Au désert, Dieu a guidé son Peuple en lui donnant les dix commandements, pour qu’ils connaissent le bien et le mal et puissent librement choisir le bien, avoir le courage du bien. Jésus, lui, a enseigné la Loi nouvelle, loi d’amour et du don de soi désintéressé.

Ainsi, dans un monde obsédé par la grandeur, la croissance, les progrès, les succès et toute nouvelle forme de pouvoir, le vrai courage, n’est-ce pas de choisir, comme Jésus, l’abaissement et le don de soi ? N’est-ce pas de choisir la confiance en Dieu le Père qui peut tout et sur qui nous pouvons toujours compter même si nous ne le voyons pas ou ne le sentons pas ? L’enfant, à moins d’avoir été gravement maltraité, sait que ses parents ne vont pas le laisser dépérir et il crie vers eux dès qu’il a le moindre besoin ou la moindre difficulté. L’enfant est aussi naturellement capable de partager, de donner ce qu’il tient dans sa petite main. Ce sont les adultes qui lui apprennent, trop vite, trop souvent, à garder pour lui, à ne pas partager, à ne pas donner tout ce qu’il possède. Il est tout entier présent à ceux qui lui sourient.

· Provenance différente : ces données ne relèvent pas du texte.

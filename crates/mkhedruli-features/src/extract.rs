use mkhedruli_core::NormalizedGlyph;
use nalgebra::SVector;

#[cfg(feature = "tracing")]
use tracing::instrument;

use crate::contour::largest_external_contour;
use crate::moments::hu_invariants;
use crate::params::{AspectRatioSource, FeatureParams};

/// Number of scalar features per glyph.
pub const FEATURE_LEN: usize = 10;

/// Ordered glyph descriptor, see [`FEATURE_NAMES`].
pub type FeatureVector = SVector<f64, FEATURE_LEN>;

/// Feature names in vector order.
pub const FEATURE_NAMES: [&str; FEATURE_LEN] = [
    "mass",
    "centroid_x",
    "centroid_y",
    "mu_xx",
    "mu_yy",
    "mu_xy",
    "density",
    "aspect_ratio",
    "hu1",
    "hu2",
];

/// Compute the descriptor of a normalized glyph.
///
/// A blank glyph maps to the zero vector.
#[cfg_attr(
    feature = "tracing",
    instrument(level = "trace", skip(glyph, params), fields(size = glyph.size()))
)]
pub fn extract_features(glyph: &NormalizedGlyph, params: &FeatureParams) -> FeatureVector {
    let bmp = &glyph.bitmap;
    let mass = bmp.count_foreground();
    if mass == 0 {
        return FeatureVector::zeros();
    }

    let n = mass as f64;
    let (sum_x, sum_y) = bmp
        .foreground()
        .fold((0.0, 0.0), |(sx, sy), (x, y)| (sx + x as f64, sy + y as f64));
    let x_c = sum_x / n;
    let y_c = sum_y / n;

    let (mut xx, mut yy, mut xy) = (0.0, 0.0, 0.0);
    for (x, y) in bmp.foreground() {
        let dx = x as f64 - x_c;
        let dy = y as f64 - y_c;
        xx += dx * dx;
        yy += dy * dy;
        xy += dx * dy;
    }

    let density = n / (bmp.width * bmp.height) as f64;
    let aspect_ratio = match params.aspect_ratio {
        AspectRatioSource::Source => glyph.source_box.map(|b| b.aspect_ratio()).unwrap_or(0.0),
        AspectRatioSource::Normalized => bmp.height as f64 / bmp.width as f64,
    };

    let [hu1, hu2] = match largest_external_contour(bmp) {
        Some((_, m)) => hu_invariants(&m),
        None => {
            log::debug!("glyph with {mass} ink pixels has no outer contour");
            [0.0; 2]
        }
    };

    FeatureVector::from([
        n,
        x_c,
        y_c,
        xx / n,
        yy / n,
        xy / n,
        density,
        aspect_ratio,
        hu1,
        hu2,
    ])
}
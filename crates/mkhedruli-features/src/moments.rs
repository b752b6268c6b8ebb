//! Polygon moments (Green's theorem) and Hu invariants.

/// Raw moments up to order two of a closed polygon.
///
/// Orientation is normalized so `m00` (the enclosed area) is non-negative.
#[derive(Clone, Copy, Debug, Default, PartialEq)]
pub struct PolygonMoments {
    pub m00: f64,
    pub m10: f64,
    pub m01: f64,
    pub m20: f64,
    pub m11: f64,
    pub m02: f64,
}

/// Central moments of order two.
#[derive(Clone, Copy, Debug, PartialEq)]
pub struct CentralMoments {
    pub mu20: f64,
    pub mu11: f64,
    pub mu02: f64,
}

impl PolygonMoments {
    /// Integrate over the polygon through its vertex list (implicitly closed).
    pub fn from_polygon(points: &[[f64; 2]]) -> Self {
        if points.len() < 3 {
            return Self::default();
        }

        let mut m = Self::default();
        for (i, &[x0, y0]) in points.iter().enumerate() {
            let [x1, y1] = points[(i + 1) % points.len()];
            let a = x0 * y1 - x1 * y0;
            m.m00 += a;
            m.m10 += a * (x0 + x1);
            m.m01 += a * (y0 + y1);
            m.m20 += a * (x0 * x0 + x0 * x1 + x1 * x1);
            m.m02 += a * (y0 * y0 + y0 * y1 + y1 * y1);
            m.m11 += a * (2.0 * x0 * y0 + x0 * y1 + x1 * y0 + 2.0 * x1 * y1);
        }
        m.m00 /= 2.0;
        m.m10 /= 6.0;
        m.m01 /= 6.0;
        m.m20 /= 12.0;
        m.m02 /= 12.0;
        m.m11 /= 24.0;

        if m.m00 < 0.0 {
            m = Self {
                m00: -m.m00,
                m10: -m.m10,
                m01: -m.m01,
                m20: -m.m20,
                m11: -m.m11,
                m02: -m.m02,
            };
        }
        m
    }

    /// Absolute enclosed area.
    #[inline]
    pub fn area(&self) -> f64 {
        self.m00
    }

    /// Central moments, or `None` for a zero-area polygon.
    pub fn central(&self) -> Option<CentralMoments> {
        if self.m00.abs() <= f64::EPSILON {
            return None;
        }
        let xc = self.m10 / self.m00;
        let yc = self.m01 / self.m00;
        Some(CentralMoments {
            mu20: self.m20 - xc * self.m10,
            mu11: self.m11 - xc * self.m01,
            mu02: self.m02 - yc * self.m01,
        })
    }
}

/// First two Hu invariants; zero for a degenerate polygon.
///
/// `hu1 = η20 + η02`, `hu2 = (η20 − η02)² + 4 η11²`, with
/// `ηpq = μpq / m00²` for second-order moments.
pub fn hu_invariants(m: &PolygonMoments) -> [f64; 2] {
    let Some(c) = m.central() else {
        return [0.0; 2];
    };
    let norm = m.m00 * m.m00;
    let n20 = c.mu20 / norm;
    let n02 = c.mu02 / norm;
    let n11 = c.mu11 / norm;

    let hu1 = n20 + n02;
    let hu2 = (n20 - n02).powi(2) + 4.0 * n11 * n11;
    [hu1, hu2]
}
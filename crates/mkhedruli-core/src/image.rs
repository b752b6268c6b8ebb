/// Errors raised when wrapping raw grayscale buffers.
#[derive(thiserror::Error, Debug, Clone, PartialEq, Eq)]
pub enum ImageError {
    #[error("invalid grayscale buffer length (expected {expected} bytes, got {got})")]
    InvalidBufferLength { expected: usize, got: usize },
    #[error("grayscale image dimensions overflow (width={width}, height={height})")]
    DimensionOverflow { width: usize, height: usize },
}

#[derive(Clone, Copy, Debug)]
pub struct GrayImageView<'a> {
    pub width: usize,
    pub height: usize,
    pub data: &'a [u8], // row-major, len = w*h
}

impl<'a> GrayImageView<'a> {
    /// Wrap a row-major 8-bit buffer, checking that its length matches the size.
    pub fn new(width: usize, height: usize, data: &'a [u8]) -> Result<Self, ImageError> {
        let expected = width
            .checked_mul(height)
            .ok_or(ImageError::DimensionOverflow { width, height })?;
        if data.len() != expected {
            return Err(ImageError::InvalidBufferLength {
                expected,
                got: data.len(),
            });
        }
        Ok(Self {
            width,
            height,
            data,
        })
    }

    #[inline]
    pub fn is_empty(&self) -> bool {
        self.width == 0 || self.height == 0
    }

    /// Intensity at `(x, y)`; `None` outside the image.
    #[inline]
    pub fn get(&self, x: usize, y: usize) -> Option<u8> {
        if x >= self.width || y >= self.height {
            return None;
        }
        self.data.get(y * self.width + x).copied()
    }
}

#[derive(Clone, Debug, PartialEq, Eq)]
pub struct GrayImage {
    pub width: usize,
    pub height: usize,
    pub data: Vec<u8>,
}

impl GrayImage {
    /// Uniform image filled with `value`.
    pub fn filled(width: usize, height: usize, value: u8) -> Self {
        Self {
            width,
            height,
            data: vec![value; width * height],
        }
    }

    pub fn view(&self) -> GrayImageView<'_> {
        GrayImageView {
            width: self.width,
            height: self.height,
            data: &self.data,
        }
    }

    /// Set `(x, y)` to `value`; writes outside the image are ignored.
    #[inline]
    pub fn put(&mut self, x: usize, y: usize, value: u8) {
        if x < self.width && y < self.height {
            self.data[y * self.width + x] = value;
        }
    }
}
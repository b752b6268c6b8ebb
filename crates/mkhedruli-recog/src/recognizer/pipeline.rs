use mkhedruli_core::{binarize, Bitmap, BoundingBox, GrayImageView};
use mkhedruli_features::FeatureVector;
use mkhedruli_segment::segment_by_profiles;

#[cfg(feature = "tracing")]
use tracing::instrument;

use super::{Hypothesis, Recognition, RecognizerParams, SegmentRecognition, Token};
use crate::glyph::featurize_bitmap;
use crate::library::TemplateLibrary;

/// Nearest-template recognizer over a shared, read-only library.
#[derive(Clone, Debug)]
pub struct Recognizer<'l> {
    library: &'l TemplateLibrary,
    params: RecognizerParams,
}

impl<'l> Recognizer<'l> {
    /// Create a recognizer.
    ///
    /// Query glyphs are featurized with `params`; a mismatch with the
    /// library's featurization settings is logged but not rejected.
    pub fn new(library: &'l TemplateLibrary, params: RecognizerParams) -> Self {
        if !params.same_featurization(library.params()) {
            log::warn!(
                "recognizer featurization {:?} differs from template library {:?}",
                params,
                library.params()
            );
        }
        Self { library, params }
    }

    /// Recognizer using the library's own parameters.
    pub fn with_library_params(library: &'l TemplateLibrary) -> Self {
        Self {
            library,
            params: *library.params(),
        }
    }

    #[inline]
    pub fn library(&self) -> &TemplateLibrary {
        self.library
    }

    #[inline]
    pub fn params(&self) -> &RecognizerParams {
        &self.params
    }

    /// Recognize a grayscale phrase image.
    #[cfg_attr(
        feature = "tracing",
        instrument(level = "info", skip(self, image), fields(width = image.width, height = image.height))
    )]
    pub fn recognize(&self, image: &GrayImageView<'_>) -> Recognition {
        let bmp = binarize(image, self.params.threshold);
        self.recognize_bitmap(&bmp)
    }

    /// Recognize an already binarized phrase.
    pub fn recognize_bitmap(&self, bmp: &Bitmap) -> Recognition {
        let mut boxes = segment_by_profiles(bmp, &self.params.segment);
        boxes.sort_by_key(|b| b.x0);
        if boxes.is_empty() {
            log::info!("no glyph segments found, empty prediction");
            return Recognition::default();
        }

        let mut tokens = Vec::with_capacity(boxes.len() * 2);
        let mut segments = Vec::with_capacity(boxes.len());
        let mut prev: Option<BoundingBox> = None;

        for bbox in boxes {
            if let Some(p) = prev {
                if is_word_break(p, bbox, self.params.space_threshold) {
                    tokens.push(Token::Space);
                }
            }

            let hypotheses = self.classify(&featurize_bitmap(&bmp.crop(bbox), &self.params));
            match hypotheses.first() {
                Some(best) => {
                    log::debug!(
                        "segment x={}..{} -> '{}' (similarity {:.4})",
                        bbox.x0,
                        bbox.x1,
                        best.label,
                        best.similarity
                    );
                    tokens.push(Token::Glyph(best.label));
                }
                None => log::warn!("empty template library, segment x={} skipped", bbox.x0),
            }

            segments.push(SegmentRecognition { bbox, hypotheses });
            prev = Some(bbox);
        }

        let rec = Recognition { tokens, segments };
        log::info!(
            "recognized {} segments: \"{}\"",
            rec.segments.len(),
            rec.text()
        );
        rec
    }

    /// Rank all templates for one raw (unscaled) glyph vector.
    pub fn classify(&self, features: &FeatureVector) -> Vec<Hypothesis> {
        self.library.rank(features)
    }
}

/// Gap rule between consecutive segments sorted by `x0`.
fn is_word_break(prev: BoundingBox, next: BoundingBox, space_threshold: usize) -> bool {
    next.x0.saturating_sub(prev.x1) > space_threshold
}

#[cfg(test)]
mod tests {
    use super::*;

    #[test]
    fn word_break_requires_gap_above_threshold() {
        let a = BoundingBox::new(0, 0, 10, 10);
        assert!(!is_word_break(a, BoundingBox::new(30, 0, 40, 10), 20));
        assert!(is_word_break(a, BoundingBox::new(31, 0, 40, 10), 20));
        // Overlapping boxes never break.
        assert!(!is_word_break(a, BoundingBox::new(5, 0, 40, 10), 0));
    }

    #[test]
    fn blank_phrase_gives_empty_prediction() {
        let lib = TemplateLibrary::from_features(
            vec![('a', FeatureVector::zeros())],
            &RecognizerParams::default(),
        )
        .expect("library");
        let rec = Recognizer::with_library_params(&lib).recognize_bitmap(&Bitmap::zeros(50, 20));
        assert!(rec.is_empty());
        assert!(rec.tokens.is_empty());
        assert_eq!(rec.text(), "");
    }
}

Nous avons tant à apprendre des enfants ! Jésus avait un cœur d’enfant car il s’est donné sans compter, il a donné sa vie, par amour pour les pécheurs, il s’est abandonné entre les mains du Père qui, seul pouvait le sauver de la mort.

Accueillir le royaume de Dieu à la manière d’un enfant, c’est se laisser aimer. C’est très simple et souvent, pourtant, nous ne nous y risquons pas. Nous voudrions, au contraire, réussir des exploits, faire preuve de vertu, attirer les autres à Dieu, montrer à Dieu et au monde que nous l’aimons. Et la réalité est souvent bien pauvre. Alors, nous sommes déçus, découragés parfois, parce que nous comptions sur nos propres forces et nous en touchons les limites. Même s’il nous arrive de progresser dans ces domaines ce qui est très bien, nos efforts ne réalisent jamais que de petits germes de sainteté. Comme disait sainte Thérèse de l’enfant Jésus, nous ne sommes pas vraiment capables de monter l’escalier, mais nous pouvons monter dans l’ascenseur et c’est le Seigneur qui nous fera grimper jusqu’au ciel. C’est cela accueillir le royaume de Dieu à la manière d’un enfant, compter sur l’ascenseur divin plus que sur nos pauvres forces. Monter dans l’ascenseur est la preuve de notre bonne volonté, de notre confiance, de notre abandon entre les mains du Père. L’enfant ne cherche pas à savoir quel est le fonctionnement de l’ascenseur divin. Il appuie sur le bouton, sans connaître l’enchaînement complexe de forces mécaniques et électroniques qui le fait s’élever. Mais il a posé un acte de confiance et c’est la seule chose qui a du prix aux yeux de Celui qui a construit cet ascenseur, de Celui qui fait advenir son royaume.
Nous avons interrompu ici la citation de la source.